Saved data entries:
____

//! `cosim-output`: file logging for cosim executions.
//!
//! [`FileObserver`] implements `cosim_engine::Observer` and writes one CSV
//! file per slave into a log directory:
//!
//! | Column      | Contents                                   |
//! |-------------|--------------------------------------------|
//! | `Time`      | Simulation time in seconds                 |
//! | `StepCount` | Step number (0 for the initial row)        |
//! | *variable*  | One column per logged variable, by name    |
//!
//! A [`LogConfig`] (TOML) restricts which slaves and variables are logged
//! and how often.
//!
//! # Usage
//!
//! ```rust,ignore
//! use cosim_output::FileObserver;
//!
//! let observer = Arc::new(FileObserver::new("./logs"));
//! execution.add_observer(observer.clone());
//! shared.simulate_until(Some(end))?;
//! observer.take_error().map(|e| eprintln!("logging error: {e}"));
//! ```

pub mod config;
pub mod csv;
pub mod error;
pub mod observer;


pub use config::{LogConfig, SimulatorLogConfig};
pub use csv::SlaveLog;
pub use error::{OutputError, OutputResult};
pub use observer::FileObserver;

____

WHAT YOU ARE ASKED TO DO: Wherever the string "FileObserver" appears in a line above, copy that line.

WRITTEN ANSWER:
//! [`FileObserver`] implements `cosim_engine::Observer` and writes one CSV
//! use cosim_output::FileObserver;
//! let observer = Arc::new(FileObserver::new("./logs"));
pub use observer::FileObserver;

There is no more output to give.